──────── EXERCISE MATERIAL ────────

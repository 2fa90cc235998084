//! PostgreSQL-backed store.

use async_trait::async_trait;
use scribe_postgres::model::{Account, NewAccount, NewPost, Post, UpdatePost};
use scribe_postgres::query::{AccountRepository, Pagination, PostRepository};
use scribe_postgres::{PgClient, PgConn};
use uuid::Uuid;

use super::{AccountStore, PostStore};
use crate::Result;

/// Store implementation over a pooled [`PgClient`].
#[derive(Debug, Clone)]
pub struct PgStore {
    client: PgClient,
}

impl PgStore {
    /// Creates a new store over the given client.
    pub fn new(client: PgClient) -> Self {
        Self { client }
    }

    /// Returns the underlying client.
    #[inline]
    pub fn client(&self) -> &PgClient {
        &self.client
    }

    async fn connection(&self) -> Result<PgConn> {
        Ok(self.client.get_connection().await?)
    }
}

#[async_trait]
impl AccountStore for PgStore {
    async fn create_account(&self, new_account: NewAccount) -> Result<Account> {
        let mut conn = self.connection().await?;
        Ok(conn.create_account(new_account).await?)
    }

    async fn find_account_by_email(&self, email: &str) -> Result<Option<Account>> {
        let mut conn = self.connection().await?;
        Ok(conn.find_account_by_email(email).await?)
    }

    async fn list_accounts(&self, pagination: Pagination) -> Result<Vec<Account>> {
        let mut conn = self.connection().await?;
        Ok(conn.list_accounts(pagination).await?)
    }

    async fn count_accounts(&self) -> Result<i64> {
        let mut conn = self.connection().await?;
        Ok(conn.count_accounts().await?)
    }

    async fn purge_accounts(&self) -> Result<usize> {
        let mut conn = self.connection().await?;
        Ok(conn.purge_accounts().await?)
    }
}

#[async_trait]
impl PostStore for PgStore {
    async fn create_post(&self, new_post: NewPost) -> Result<Post> {
        let mut conn = self.connection().await?;
        Ok(conn.create_post(new_post).await?)
    }

    async fn find_post(&self, post_id: Uuid) -> Result<Option<Post>> {
        let mut conn = self.connection().await?;
        Ok(conn.find_post_by_id(post_id).await?)
    }

    async fn list_posts(&self, pagination: Pagination) -> Result<Vec<Post>> {
        let mut conn = self.connection().await?;
        Ok(conn.list_posts(pagination).await?)
    }

    async fn update_post(&self, post_id: Uuid, changes: UpdatePost) -> Result<Option<Post>> {
        let mut conn = self.connection().await?;
        Ok(conn.update_post(post_id, changes).await?)
    }

    async fn delete_post(&self, post_id: Uuid) -> Result<Option<Post>> {
        let mut conn = self.connection().await?;
        Ok(conn.delete_post(post_id).await?)
    }
}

────────

- **PROBLEM REQUIREMENTS**: Set every record down again, exactly as given.

- **RESULT**:
repository 2fa90cc235998084
//! PostgreSQL-backed store.

use async_trait::async_trait;
use scribe_postgres::model::{Account, NewAccount, NewPost, Post, UpdatePost};
use scribe_postgres::query::{AccountRepository, Pagination, PostRepository};
use scribe_postgres::{PgClient, PgConn};
use uuid::Uuid;

use super::{AccountStore, PostStore};
use crate::Result;

/// Store implementation over a pooled [`PgClient`].
#[derive(Debug, Clone)]
pub struct PgStore {
    client: PgClient,
}

impl PgStore {
    /// Creates a new store over the given client.
    pub fn new(client: PgClient) -> Self {
        Self { client }
    }

    /// Returns the underlying client.
    #[inline]
    pub fn client(&self) -> &PgClient {
        &self.client
    }

    async fn connection(&self) -> Result<PgConn> {
        Ok(self.client.get_connection().await?)
    }
}

#[async_trait]
impl AccountStore for PgStore {
    async fn create_account(&self, new_account: NewAccount) -> Result<Account> {
        let mut conn = self.connection().await?;
        Ok(conn.create_account(new_account).await?)
    }

    async fn find_account_by_email(&self, email: &str) -> Result<Option<Account>> {
        let mut conn = self.connection().await?;
        Ok(conn.find_account_by_email(email).await?)
    }

    async fn list_accounts(&self, pagination: Pagination) -> Result<Vec<Account>> {
        let mut conn = self.connection().await?;
        Ok(conn.list_accounts(pagination).await?)
    }

    async fn count_accounts(&self) -> Result<i64> {
        let mut conn = self.connection().await?;
        Ok(conn.count_accounts().await?)
    }

    async fn purge_accounts(&self) -> Result<usize> {
        let mut conn = self.connection().await?;
        Ok(conn.purge_accounts().await?)
    }
}

#[async_trait]
impl PostStore for PgStore {
    async fn create_post(&self, new_post: NewPost) -> Result<Post> {
        let mut conn = self.connection().await?;
        Ok(conn.create_post(new_post).await?)
    }

    async fn find_post(&self, post_id: Uuid) -> Result<Option<Post>> {
        let mut conn = self.connection().await?;
        Ok(conn.find_post_by_id(post_id).await?)
    }

    async fn list_posts(&self, pagination: Pagination) -> Result<Vec<Post>> {
        let mut conn = self.connection().await?;
        Ok(conn.list_posts(pagination).await?)
    }

    async fn update_post(&self, post_id: Uuid, changes: UpdatePost) -> Result<Option<Post>> {
        let mut conn = self.connection().await?;
        Ok(conn.update_post(post_id, changes).await?)
    }

    async fn delete_post(&self, post_id: Uuid) -> Result<Option<Post>> {
        let mut conn = self.connection().await?;
        Ok(conn.delete_post(post_id).await?)
    }
}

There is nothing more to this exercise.